─── Entries shown ───
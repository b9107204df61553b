//! Request forwarding with one retry after a session refresh.

use std::sync::Arc;

use axum::body::{Body, Bytes};
use axum::extract::rejection::{BytesRejection, FailedToBufferBody};
use axum::extract::State;
use axum::http::{header, HeaderMap, HeaderName, Method, StatusCode, Uri};
use axum::response::Response;
use thunder_sf_auth::{Credentials, SalesforceCredentials};
use tracing::{debug, instrument, warn};

use crate::config::ProxyConfig;
use crate::error::{Error, ErrorKind, Result};
use crate::session::Session;

/// Headers that describe one hop and never cross the proxy.
const HOP_BY_HOP: [HeaderName; 7] = [
    header::CONNECTION,
    header::PROXY_AUTHENTICATE,
    header::PROXY_AUTHORIZATION,
    header::TE,
    header::TRAILER,
    header::TRANSFER_ENCODING,
    header::UPGRADE,
];

/// Everything a forwarded request needs.
#[derive(Debug)]
pub(crate) struct ProxyState {
    pub(crate) session: Arc<Session>,
    pub(crate) client: reqwest::Client,
    pub(crate) config: ProxyConfig,
}

/// Forward one inbound request to the org.
///
/// The body is buffered so it can be replayed. A 401 from the org triggers a
/// session refresh and exactly one retry; a second 401 is reported as 502.
#[instrument(skip_all, fields(method = %method, path = %uri.path()))]
pub(crate) async fn forward(
    State(state): State<Arc<ProxyState>>,
    method: Method,
    uri: Uri,
    headers: HeaderMap,
    body: std::result::Result<Bytes, BytesRejection>,
) -> Result<Response> {
    let body = body.map_err(|rejection| body_error(rejection, state.config.max_body_bytes))?;
    let path = uri.path_and_query().map(|pq| pq.as_str()).unwrap_or("/");

    let credentials = state.session.current().await;
    let upstream = send(&state, &credentials, &method, path, &headers, &body).await?;
    if upstream.status() != StatusCode::UNAUTHORIZED {
        return relay(upstream).await;
    }

    warn!("Salesforce session expired, refreshing credentials and retrying");
    let fresh = state
        .session
        .refresh_after(credentials.access_token())
        .await?;

    let upstream = send(&state, &fresh, &method, path, &headers, &body).await?;
    if upstream.status() == StatusCode::UNAUTHORIZED {
        return Err(Error::new(ErrorKind::Unauthorized));
    }
    relay(upstream).await
}

async fn send(
    state: &ProxyState,
    credentials: &SalesforceCredentials,
    method: &Method,
    path: &str,
    inbound: &HeaderMap,
    body: &Bytes,
) -> Result<reqwest::Response> {
    let target = format!(
        "{}{}",
        credentials.instance_url().trim_end_matches('/'),
        path
    );
    debug!(target = %target, "forwarding request");

    let response = state
        .client
        .request(method.clone(), &target)
        .headers(request_headers(inbound))
        .bearer_auth(credentials.access_token())
        .body(body.clone())
        .send()
        .await?;

    debug!(status = response.status().as_u16(), "upstream responded");
    Ok(response)
}

async fn relay(upstream: reqwest::Response) -> Result<Response> {
    let status = upstream.status();
    let headers = response_headers(upstream.headers());
    let bytes = upstream.bytes().await?;

    let mut response = Response::new(Body::from(bytes));
    *response.status_mut() = status;
    *response.headers_mut() = headers;
    Ok(response)
}

/// Inbound headers minus the ones the proxy owns: credentials, routing and
/// framing.
fn request_headers(inbound: &HeaderMap) -> HeaderMap {
    let mut headers = strip_hop_by_hop(inbound);
    headers.remove(header::AUTHORIZATION);
    headers.remove(header::HOST);
    headers
}

fn response_headers(upstream: &HeaderMap) -> HeaderMap {
    strip_hop_by_hop(upstream)
}

fn strip_hop_by_hop(source: &HeaderMap) -> HeaderMap {
    let mut headers = source.clone();
    for name in &HOP_BY_HOP {
        headers.remove(name);
    }
    headers.remove("keep-alive");
    // The body is re-framed on each side.
    headers.remove(header::CONTENT_LENGTH);
    headers
}

fn body_error(rejection: BytesRejection, limit: usize) -> Error {
    match rejection {
        BytesRejection::FailedToBufferBody(FailedToBufferBody::LengthLimitError(e)) => {
            Error::with_source(ErrorKind::BodyTooLarge { limit }, e)
        }
        other => Error::new(ErrorKind::BodyRead(other.body_text())),
    }
}

#[cfg(test)]
mod tests {
    use super::*;
    use axum::http::HeaderValue;

    #[test]
    fn test_request_headers_drop_credentials_and_framing() {
        let mut inbound = HeaderMap::new();
        inbound.insert(header::AUTHORIZATION, HeaderValue::from_static("Bearer caller"));
        inbound.insert(header::HOST, HeaderValue::from_static("localhost:8000"));
        inbound.insert(header::CONNECTION, HeaderValue::from_static("keep-alive"));
        inbound.insert("keep-alive", HeaderValue::from_static("timeout=5"));
        inbound.insert(header::CONTENT_LENGTH, HeaderValue::from_static("12"));
        inbound.insert(header::CONTENT_TYPE, HeaderValue::from_static("application/json"));
        inbound.insert("sforce-call-options", HeaderValue::from_static("client=lwc"));

        let headers = request_headers(&inbound);

        assert!(headers.get(header::AUTHORIZATION).is_none());
        assert!(headers.get(header::HOST).is_none());
        assert!(headers.get(header::CONNECTION).is_none());
        assert!(headers.get("keep-alive").is_none());
        assert!(headers.get(header::CONTENT_LENGTH).is_none());
        assert_eq!(headers[header::CONTENT_TYPE], "application/json");
        assert_eq!(headers["sforce-call-options"], "client=lwc");
    }

    #[test]
    fn test_response_headers_keep_encoding() {
        let mut upstream = HeaderMap::new();
        upstream.insert(header::CONTENT_ENCODING, HeaderValue::from_static("gzip"));
        upstream.insert(header::TRANSFER_ENCODING, HeaderValue::from_static("chunked"));
        upstream.append(header::SET_COOKIE, HeaderValue::from_static("a=1"));
        upstream.append(header::SET_COOKIE, HeaderValue::from_static("b=2"));

        let headers = response_headers(&upstream);

        assert_eq!(headers[header::CONTENT_ENCODING], "gzip");
        assert!(headers.get(header::TRANSFER_ENCODING).is_none());
        assert_eq!(headers.get_all(header::SET_COOKIE).iter().count(), 2);
    }
}
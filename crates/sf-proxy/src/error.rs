//! Error types for the recovery proxy.
//!
//! Every error maps to the HTTP status the caller of the proxy sees.

use axum::http::StatusCode;
use axum::response::{IntoResponse, Response};
use tracing::error;

/// Result type alias for proxy operations.
pub type Result<T> = std::result::Result<T, Error>;

/// Error type for proxy operations.
#[derive(Debug, thiserror::Error)]
#[error("{kind}")]
pub struct Error {
    /// The kind of error that occurred.
    pub kind: ErrorKind,
    /// Optional source error.
    #[source]
    pub source: Option<Box<dyn std::error::Error + Send + Sync>>,
}

impl Error {
    /// Create a new error with the given kind.
    pub fn new(kind: ErrorKind) -> Self {
        Self { kind, source: None }
    }

    /// Create a new error with the given kind and source.
    pub fn with_source(
        kind: ErrorKind,
        source: impl std::error::Error + Send + Sync + 'static,
    ) -> Self {
        Self {
            kind,
            source: Some(Box::new(source)),
        }
    }

    /// HTTP status reported to the proxy's caller.
    pub fn status(&self) -> StatusCode {
        match self.kind {
            ErrorKind::Upstream(_) | ErrorKind::Refresh(_) | ErrorKind::Unauthorized => {
                StatusCode::BAD_GATEWAY
            }
            ErrorKind::BodyTooLarge { .. } => StatusCode::PAYLOAD_TOO_LARGE,
            ErrorKind::BodyRead(_) | ErrorKind::Config(_) | ErrorKind::Io(_) => {
                StatusCode::INTERNAL_SERVER_ERROR
            }
        }
    }

    /// Returns true if the session could not be recovered.
    pub fn is_auth_failure(&self) -> bool {
        matches!(self.kind, ErrorKind::Refresh(_) | ErrorKind::Unauthorized)
    }
}

/// The kind of error that occurred.
#[derive(Debug, thiserror::Error)]
pub enum ErrorKind {
    /// The upstream request could not be completed.
    #[error("upstream request failed: {0}")]
    Upstream(String),

    /// Renewing the session failed.
    #[error("Error renewing session: {0}")]
    Refresh(String),

    /// The upstream rejected the request again after a refresh.
    #[error("upstream rejected the refreshed session")]
    Unauthorized,

    /// The inbound body exceeded the configured limit.
    #[error("request body exceeds {limit} bytes")]
    BodyTooLarge { limit: usize },

    /// The inbound body could not be read.
    #[error("failed to read request body: {0}")]
    BodyRead(String),

    /// Invalid configuration.
    #[error("Configuration error: {0}")]
    Config(String),

    /// IO error.
    #[error("IO error: {0}")]
    Io(String),
}

impl IntoResponse for Error {
    fn into_response(self) -> Response {
        let status = self.status();
        if status.is_server_error() {
            error!(error = %self, status = status.as_u16(), "proxy request failed");
        }
        (status, self.to_string()).into_response()
    }
}

impl From<reqwest::Error> for Error {
    fn from(err: reqwest::Error) -> Self {
        Error::with_source(ErrorKind::Upstream(err.to_string()), err)
    }
}

impl From<thunder_sf_auth::Error> for Error {
    fn from(err: thunder_sf_auth::Error) -> Self {
        Error::with_source(ErrorKind::Refresh(err.to_string()), err)
    }
}

impl From<std::io::Error> for Error {
    fn from(err: std::io::Error) -> Self {
        Error::with_source(ErrorKind::Io(err.to_string()), err)
    }
}
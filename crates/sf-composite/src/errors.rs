//! Aggregate error for partially failed composite requests.

use std::fmt;

use crate::types::CompositeSubresponse;

/// Outcome of a composite request, split into failed and successful
/// sub-responses.
///
/// Every sub-response lands in exactly one of the two lists and keeps its
/// position relative to the others in the same list. The value doubles as an
/// error: callers that get one back can still apply the successes in
/// [`partial_data`](Self::partial_data) and report only the failures.
#[derive(Debug, Clone, Default, PartialEq)]
pub struct CompositeErrors {
    errors: Vec<CompositeSubresponse>,
    partial_data: Vec<CompositeSubresponse>,
}

impl CompositeErrors {
    /// Partition sub-responses by status code.
    pub fn from_responses(responses: impl IntoIterator<Item = CompositeSubresponse>) -> Self {
        let (errors, partial_data): (Vec<_>, Vec<_>) =
            responses.into_iter().partition(|r| r.is_failure());
        Self {
            errors,
            partial_data,
        }
    }

    /// Returns true if at least one sub-operation failed.
    pub fn has_errors(&self) -> bool {
        !self.errors.is_empty()
    }

    /// Failed sub-responses, in input order.
    pub fn errors(&self) -> &[CompositeSubresponse] {
        &self.errors
    }

    /// Successful sub-responses, in input order.
    pub fn partial_data(&self) -> &[CompositeSubresponse] {
        &self.partial_data
    }

    /// Reference ids of the failed sub-operations.
    pub fn failed_reference_ids(&self) -> impl Iterator<Item = &str> {
        self.errors.iter().map(|r| r.reference_id.as_str())
    }

    /// Reference ids of the successful sub-operations.
    pub fn succeeded_reference_ids(&self) -> impl Iterator<Item = &str> {
        self.partial_data.iter().map(|r| r.reference_id.as_str())
    }

    /// Total number of sub-responses.
    pub fn len(&self) -> usize {
        self.errors.len() + self.partial_data.len()
    }

    /// Returns true if the response carried no sub-responses.
    pub fn is_empty(&self) -> bool {
        self.len() == 0
    }

    /// Consume into `(errors, partial_data)`.
    pub fn into_parts(self) -> (Vec<CompositeSubresponse>, Vec<CompositeSubresponse>) {
        (self.errors, self.partial_data)
    }
}

impl fmt::Display for CompositeErrors {
    fn fmt(&self, f: &mut fmt::Formatter<'_>) -> fmt::Result {
        if self.errors.is_empty() {
            return f.write_str("composite request failed");
        }

        let messages: Vec<String> = self
            .errors
            .iter()
            .filter_map(|sub| {
                sub.message()
                    .map(|message| format!("ref {}: {}", sub.reference_id, message))
            })
            .collect();

        if messages.is_empty() {
            write!(
                f,
                "composite request failed with {} errors",
                self.errors.len()
            )
        } else {
            write!(f, "composite request failed: {}", messages.join("; "))
        }
    }
}

impl std::error::Error for CompositeErrors {}

#[cfg(test)]
mod tests {
    use super::*;
    use serde_json::json;

    fn sub(reference_id: &str, status: u16, body: serde_json::Value) -> CompositeSubresponse {
        CompositeSubresponse {
            body,
            http_headers: None,
            http_status_code: status,
            reference_id: reference_id.to_string(),
        }
    }

    #[test]
    fn test_empty_errors_display() {
        let errors = CompositeErrors::default();
        assert!(!errors.has_errors());
        assert_eq!(errors.to_string(), "composite request failed");
    }

    #[test]
    fn test_len_counts_both_partitions() {
        assert!(CompositeErrors::default().is_empty());

        let errors = CompositeErrors::from_responses(vec![
            sub("ok", 200, json!({})),
            sub("bad", 400, json!({"message": "nope"})),
        ]);
        assert_eq!(errors.len(), 2);
        assert!(!errors.is_empty());
    }

    #[test]
    fn test_display_with_messages_in_input_order() {
        let errors = CompositeErrors::from_responses(vec![
            sub("ref1", 400, json!({"message": "Required fields are missing", "errorCode": "REQUIRED_FIELD_MISSING"})),
            sub("ok", 201, json!({"id": "001"})),
            sub("ref2", 404, json!({"message": "Invalid object type", "errorCode": "INVALID_TYPE"})),
        ]);

        assert_eq!(
            errors.to_string(),
            "composite request failed: ref ref1: Required fields are missing; ref ref2: Invalid object type"
        );
    }

    #[test]
    fn test_display_skips_errors_without_message() {
        let errors = CompositeErrors::from_responses(vec![
            sub("ref1", 500, json!({"detail": "no message here"})),
            sub("ref2", 400, json!({"message": "bad"})),
        ]);
        assert_eq!(errors.to_string(), "composite request failed: ref ref2: bad");
    }

    #[test]
    fn test_display_count_fallback() {
        let errors = CompositeErrors::from_responses(vec![
            sub("ref1", 500, json!(null)),
            sub("ref2", 503, json!("Service Unavailable")),
        ]);
        assert_eq!(errors.to_string(), "composite request failed with 2 errors");
    }

    #[test]
    fn test_partition_preserves_every_subresponse() {
        let statuses = [200u16, 400, 201, 404, 204, 500, 399];
        let responses: Vec<_> = statuses
            .iter()
            .enumerate()
            .map(|(i, s)| sub(&format!("ref{i}"), *s, json!({})))
            .collect();

        let errors = CompositeErrors::from_responses(responses);

        assert_eq!(errors.len(), statuses.len());
        assert_eq!(errors.errors().len(), 3);
        assert_eq!(errors.partial_data().len(), 4);
        assert_eq!(
            errors.failed_reference_ids().collect::<Vec<_>>(),
            vec!["ref1", "ref3", "ref5"]
        );
        assert_eq!(
            errors.succeeded_reference_ids().collect::<Vec<_>>(),
            vec!["ref0", "ref2", "ref4", "ref6"]
        );
    }

    #[test]
    fn test_all_successful() {
        let errors = CompositeErrors::from_responses(vec![
            sub("a", 200, json!({})),
            sub("b", 201, json!({})),
        ]);
        assert!(!errors.has_errors());
        assert!(errors.errors().is_empty());
        assert_eq!(errors.partial_data().len(), 2);
    }

    #[test]
    fn test_into_parts() {
        let errors = CompositeErrors::from_responses(vec![
            sub("a", 400, json!({})),
            sub("b", 200, json!({})),
        ]);
        let (failed, succeeded) = errors.into_parts();
        assert_eq!(failed[0].reference_id, "a");
        assert_eq!(succeeded[0].reference_id, "b");
    }
}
───
#### Task directions:
Return, exactly as they stand, the lines from the start of the records above through the line with "use axum::response::Response;", both ends included, and no other lines.

#### Worked solution:
repository b9107204df61553b
//! Request forwarding with one retry after a session refresh.

use std::sync::Arc;

use axum::body::{Body, Bytes};
use axum::extract::rejection::{BytesRejection, FailedToBufferBody};
use axum::extract::State;
use axum::http::{header, HeaderMap, HeaderName, Method, StatusCode, Uri};
use axum::response::Response;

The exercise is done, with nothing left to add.